Le rôle des protéines du PRC1 dans les cancers reflète leur activité in vivo et en particulier dans les cellules ES. En effet, CBX7 joue un rôle important dans la prolifération des cellules souches. De façon corrélée, la surexpression de CBX7 dans les cellules différenciées est impliquée dans le développement de divers cancers dont la leucémie. CBX7 agit comme oncogène en réprimant le locus INK4A/ARF prévenant ainsi la sénescence et l’apoptose cellulaire. De façon similaire, BMI1 est hautement exprimée dans les cellules souches hématopoïétiques et est ensuite remplacée par son homologue Mel18 lors de la différenciation (MOREY et al. 2015). BMI1 agit également

comme oncogène en réprimant CDKN2a et PTEN et en régulant la cascade de signalisation AKT (JACOBS et al. 1999). A contrario, Mel18 agit comme suppresseur de

tumeur en régulant l’expression de nombreux oncogènes comme c-myc (GUO et al.
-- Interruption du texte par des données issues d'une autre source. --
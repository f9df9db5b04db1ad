//! Geometry primitives shared by the model, the viewport and the renderer.

use std::ops::{Add, Div, Mul, Sub};

use serde::{Deserialize, Serialize};

/// A 2D point or vector. Used for both world and screen coordinates.
#[derive(Clone, Copy, Debug, Default, PartialEq, Serialize, Deserialize)]
pub struct Point {
	/// Horizontal component.
	pub x: f64,
	/// Vertical component.
	pub y: f64,
}

impl Point {
	/// The origin.
	pub const ZERO: Point = Point { x: 0.0, y: 0.0 };

	/// Creates a point.
	pub const fn new(x: f64, y: f64) -> Self {
		Self { x, y }
	}

	/// Euclidean distance to `other`.
	pub fn distance(self, other: Point) -> f64 {
		let (dx, dy) = (self.x - other.x, self.y - other.y);
		(dx * dx + dy * dy).sqrt()
	}
}

impl Add for Point {
	type Output = Point;

	fn add(self, rhs: Point) -> Point {
		Point::new(self.x + rhs.x, self.y + rhs.y)
	}
}

impl Sub for Point {
	type Output = Point;

	fn sub(self, rhs: Point) -> Point {
		Point::new(self.x - rhs.x, self.y - rhs.y)
	}
}

impl Mul<f64> for Point {
	type Output = Point;

	fn mul(self, rhs: f64) -> Point {
		Point::new(self.x * rhs, self.y * rhs)
	}
}

impl Div<f64> for Point {
	type Output = Point;

	fn div(self, rhs: f64) -> Point {
		Point::new(self.x / rhs, self.y / rhs)
	}
}

/// Width and height of a block or canvas.
#[derive(Clone, Copy, Debug, Default, PartialEq, Serialize, Deserialize)]
pub struct Size {
	/// Horizontal extent.
	pub width: f64,
	/// Vertical extent.
	pub height: f64,
}

impl Size {
	/// Creates a size.
	pub const fn new(width: f64, height: f64) -> Self {
		Self { width, height }
	}
}

/// Axis-aligned rectangle anchored at its top-left corner.
#[derive(Clone, Copy, Debug, Default, PartialEq)]
pub struct Rect {
	/// Top-left corner.
	pub origin: Point,
	/// Extent.
	pub size: Size,
}

impl Rect {
	/// Creates a rectangle from its top-left corner and size.
	pub const fn new(origin: Point, size: Size) -> Self {
		Self { origin, size }
	}

	/// Smallest rectangle spanning two corners, in any order.
	pub fn from_corners(a: Point, b: Point) -> Self {
		let origin = Point::new(a.x.min(b.x), a.y.min(b.y));
		Self::new(
			origin,
			Size::new((a.x - b.x).abs(), (a.y - b.y).abs()),
		)
	}

	/// Right edge.
	pub fn right(&self) -> f64 {
		self.origin.x + self.size.width
	}

	/// Bottom edge.
	pub fn bottom(&self) -> f64 {
		self.origin.y + self.size.height
	}

	/// Centre point.
	pub fn center(&self) -> Point {
		Point::new(
			self.origin.x + self.size.width / 2.0,
			self.origin.y + self.size.height / 2.0,
		)
	}

	/// Whether `p` lies inside or on the edge.
	pub fn contains(&self, p: Point) -> bool {
		p.x >= self.origin.x && p.x <= self.right() && p.y >= self.origin.y && p.y <= self.bottom()
	}

	/// Smallest rectangle containing both.
	pub fn union(&self, other: &Rect) -> Rect {
		Rect::from_corners(
			Point::new(
				self.origin.x.min(other.origin.x),
				self.origin.y.min(other.origin.y),
			),
			Point::new(self.right().max(other.right()), self.bottom().max(other.bottom())),
		)
	}
}
//! Scaled overview of the whole graph with the visible area outlined.

use super::render::{Painter, Stroke};
use super::state::FlowEditor;
use super::types::{Point, Rect, Size};

const MARGIN: f64 = 10.0;
const BACKGROUND: &str = "rgba(20, 20, 36, 0.9)";
const VIEWPORT_COLOR: &str = "rgba(255, 255, 255, 0.8)";

/// Uniform world -> minimap mapping that fits `bounds` inside the minimap with a margin.
#[derive(Clone, Copy, Debug, PartialEq)]
pub struct MinimapProjection {
	scale: f64,
	offset: Point,
}

impl MinimapProjection {
	/// Chooses one scale for both axes and centres `bounds` in `size`.
	pub fn new(bounds: &Rect, size: Size, margin: f64) -> Self {
		let avail = Size::new(
			(size.width - 2.0 * margin).max(1.0),
			(size.height - 2.0 * margin).max(1.0),
		);
		let scale = (avail.width / bounds.size.width.max(1.0))
			.min(avail.height / bounds.size.height.max(1.0));
		let used = Size::new(bounds.size.width * scale, bounds.size.height * scale);
		let offset = Point::new(
			(size.width - used.width) / 2.0 - bounds.origin.x * scale,
			(size.height - used.height) / 2.0 - bounds.origin.y * scale,
		);
		Self { scale, offset }
	}

	/// Projection for the editor's current graph, or its visible area when the graph is empty.
	pub fn for_editor(editor: &FlowEditor) -> Self {
		let bounds = editor
			.graph()
			.bounds()
			.unwrap_or_else(|| editor.viewport().visible_world(editor.screen_size()));
		Self::new(&bounds, editor.config().minimap_size, MARGIN)
	}

	/// World units to minimap pixels.
	pub fn scale(&self) -> f64 {
		self.scale
	}

	/// World point to minimap pixels.
	pub fn project(&self, world: Point) -> Point {
		world * self.scale + self.offset
	}

	/// Minimap pixels to world point.
	pub fn unproject(&self, mini: Point) -> Point {
		(mini - self.offset) / self.scale
	}

	/// World rectangle to minimap pixels.
	pub fn project_rect(&self, rect: &Rect) -> Rect {
		Rect::new(
			self.project(rect.origin),
			Size::new(rect.size.width * self.scale, rect.size.height * self.scale),
		)
	}
}

/// Draws the minimap: background, one rectangle per block, then the viewport outline.
pub fn render_minimap(editor: &FlowEditor, painter: &mut impl Painter) {
	let size = editor.config().minimap_size;
	painter.clear(size, BACKGROUND);
	let projection = MinimapProjection::for_editor(editor);
	let registry = editor.graph().registry();
	for block in editor.graph().blocks() {
		let color = registry
			.get(&block.type_key)
			.map(|t| t.category.color())
			.unwrap_or(VIEWPORT_COLOR);
		painter.fill_rect(projection.project_rect(&block.rect()), color);
	}
	let visible = editor.viewport().visible_world(editor.screen_size());
	painter.stroke_rect(
		projection.project_rect(&visible),
		Stroke::solid(VIEWPORT_COLOR, 1.0),
	);
}

/// Centres the main viewport on the world point under a minimap click.
pub fn navigate_to(editor: &mut FlowEditor, mini: Point) {
	let world = MinimapProjection::for_editor(editor).unproject(mini);
	editor.center_on(world);
}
2007). Chez la Drosophile, PRC1 semble agir comme suppresseur de tumeur. En effet, la délétion de PRC1 conduit en l’apparition de tumeur alors que ce n’est pas le cas pour PRC2 (LOUBIERE et al. 2016).

Le rôle de PRC2 dans la formation des cancers est plutôt ambigu. En effet, EZH2 a été initialement décrit comme oncogène. En effet, la surexpression de EZH2 associée à une augmentation de H3K27me3 a été décrit comme marqueur de cancer de la prostate métastatique dont le diagnostic est défavorable pour la vie des patients (VARAMBALLY et al. 2002). De la même manière, des mutations du domaine catalytique de EZH2 sont

impliquées dans l’apparition de lymphomes (MORIN et al. 2010; SNEERINGER et al. 2010).

Basés sur ces observations, plusieurs molécules visant à inhiber l’activité de EZH2 ont été développées et sont testées cliniquement ou déjà utilisées (MORERA et al. 2016).

Cependant, d’autres études montrent que PRC2 agit également comme suppresseur de tumeur. En effet, les mutations perte de fonction de EZH2, EED ou SUZ12 sont impliquées dans la formation de tumeurs cérébrales et corrèlent avec une forte diminution de H3K27me3 (LEE et al. 2014). Par ailleurs, une mutation hétérozygote

ponctuelle de l’histone H3 substituant la lysine 27 en méthionine suffit à diminuer de manière globale le taux de H3K27me3 en expulsant PRC2 de ses gènes cibles (LEWIS et al. 2013; PIUNTI et al. 2017). Cette mutation est impliquée dans 80% de cancers

cérébraux caractérisés par leur importante agressivité.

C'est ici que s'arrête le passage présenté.